いくらこんな闇の中でも……音がするはずだ。
(無茶よ、音だけで探すなんて……)
やってみなきゃわからないさ……コレまでだってそうだった。
コレまでだって、全部やってそれで乗り越えてきたんだ!
無茶かどうかなんて……俺がやってから決める!
だけど……俺はお前がいなきゃ無力だ。
力を……絶対に勝ってみせるから、力を……俺に貸してくれないか?
(――今更、何言ってるのよ。当たり前でしょ? 私はいつまでも翼と一緒に居るんだから――)
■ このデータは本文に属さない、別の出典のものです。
//! Number and unit normalization shared by the parsers.

use std::time::Duration;

/// Parse a non-negative number, accepting a decimal comma and a `<`/`>`
/// bound prefix (`<1` reads as 1).
pub fn number(token: &str) -> Option<f64> {
    let token = token.trim().trim_start_matches(['<', '>', '~', '=']);
    if token.is_empty() {
        return None;
    }
    let normalized = token.replace(',', ".");
    let value: f64 = normalized.parse().ok()?;
    (value.is_finite() && value >= 0.0).then_some(value)
}

/// Split a token like `10.5ms` or `<1ms` into its number and unit
pub fn split_unit(token: &str) -> Option<(f64, &str)> {
    let token = token.trim();
    let end = token
        .char_indices()
        .find(|&(_, c)| !(c.is_ascii_digit() || matches!(c, '.' | ',' | '<' | '>' | '~')))
        .map_or(token.len(), |(i, _)| i);
    let value = number(&token[..end])?;
    Some((value, &token[end..]))
}

/// Duration multiplier to milliseconds for a time unit, if recognized
fn ms_per_unit(unit: &str) -> Option<f64> {
    match unit.trim().trim_end_matches(['.', ',', ';', ')']).to_lowercase().as_str() {
        "" | "ms" | "msec" | "msecs" | "millisecond" | "milliseconds" => Some(1.0),
        "s" | "sec" | "secs" | "second" | "seconds" => Some(1000.0),
        "us" | "µs" | "μs" | "usec" | "usecs" => Some(0.001),
        _ => None,
    }
}

/// Whether `unit` names a time unit (the empty unit excluded)
pub fn is_time_unit(unit: &str) -> bool {
    !unit.trim().is_empty() && ms_per_unit(unit).is_some()
}

/// Convert a value in `unit` to a Duration (bare numbers are milliseconds)
pub fn duration(value: f64, unit: &str) -> Option<Duration> {
    let nanos = (value * ms_per_unit(unit)? * 1_000_000.0).round();
    (nanos.is_finite() && nanos >= 0.0 && nanos < u64::MAX as f64)
        .then(|| Duration::from_nanos(nanos as u64))
}

/// Milliseconds as a Duration
pub fn millis(value: f64) -> Option<Duration> {
    duration(value, "ms")
}

/// Parse a token like `12.5ms`, or a number plus a separate unit token
pub fn duration_token(value: &str, unit: Option<&str>) -> Option<Duration> {
    let (v, attached) = split_unit(value)?;
    if attached.is_empty() {
        duration(v, unit.unwrap_or(""))
    } else {
        duration(v, attached)
    }
}

/// Convert a rate in `unit` to bits per second
pub fn rate_bps(value: f64, unit: &str) -> Option<f64> {
    let factor = match unit.trim().trim_end_matches(['.', ',']) {
        "bit/s" | "bps" | "b/s" => 1.0,
        "Kbit/s" | "kbit/s" | "Kbps" | "kbps" | "Kb/s" | "kb/s" => 1e3,
        "Mbit/s" | "mbit/s" | "Mbps" | "mbps" | "Mb/s" => 1e6,
        "Gbit/s" | "gbit/s" | "Gbps" | "gbps" | "Gb/s" => 1e9,
        "B/s" | "Bps" => 8.0,
        "kB/s" | "KB/s" | "kBps" | "KBps" => 8e3,
        "MB/s" | "MBps" => 8e6,
        "GB/s" | "GBps" => 8e9,
        _ => return None,
    };
    Some(value * factor)
}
……あぁ、そうだったな。俺もお前とずっと一緒に居たい。
そうだ、こんなところで……負けてたまるか――!
瞳を閉じて、意識の全て《混沌》をさっちする為事に集中させる。
――――
何故、向こうから近づいて来ない?
近づいてきているなら、何かしら音は聞こえるはず。
……光を、さっき見た火花を恐れてるのか?
それもおかしい、それなら、何故未だに動かない?
光が弱点なのはこの闇を張っているからの筈。
ならば、何でこの闇を消さない?
それとも……俺の考えがそもそも間違っているのか?
光が弱点じゃないのか?
――知るか、そんなこと。今更悩んだって無駄だ。
駄目なら、弱点じゃないなら、その時はその時だ。また後で考えればいい!
――――?
何か、力を感じる。
眼を見開き、力を感じる方を見据える……そこには何も見えない。
だけど……確かに分かる。そこに、視線の先に《混沌》が居るのだとわかった――
だから、俺は駆け出した、一直線に……その中で新たに与えられた知識を元に第四の結印を結び、その上で小さく呟く。
「第4の結印はElderSign」
瞬間、俺と違ってこの黒の中でも俺を視認出来る《混沌》はこちらの動きに当然のように気が付く。
――音が聞こえた。羽ばたくような音。
だけど……何処に逃げても、俺にはその気配の位置が分かる――
行ける! コレなら……行ける!
追いかける俺が、自分の位置を把握できていると思ったのか突然《混沌》が反転して、こちらに突き進んできた。
――ならば!
こちらも、減速せずに突っ込むのみ――
「脅威と敵意を――」
互いに接近しあう俺と《混沌》の間が縮まっていく。
瞬間、突如《混沌》が停止する。
(迎え撃たれるわよ、翼!)
まずい、減速出来ない――
全速力で追いかけていた、向かっていった俺には急停止など出来るわけも無い――
だが、しかし。それがどうした。俺はただ……左腕を前に伸ばし、紡ぐのみ。
「――祓うもの也!!」
瞬間、伸ばした腕の先で構築された光が、一瞬ではあるが俺の視界に届いた。
それはつまり――闇を切り裂く光となったという事。
「――――ッ!!?」
瞬間、叫びにならない叫びが響き渡たった。

<Interlude-グレン->――昼
門を開いた先には少し大人びているけど見間違えるはずが無い親友が……聖五が倒れていた。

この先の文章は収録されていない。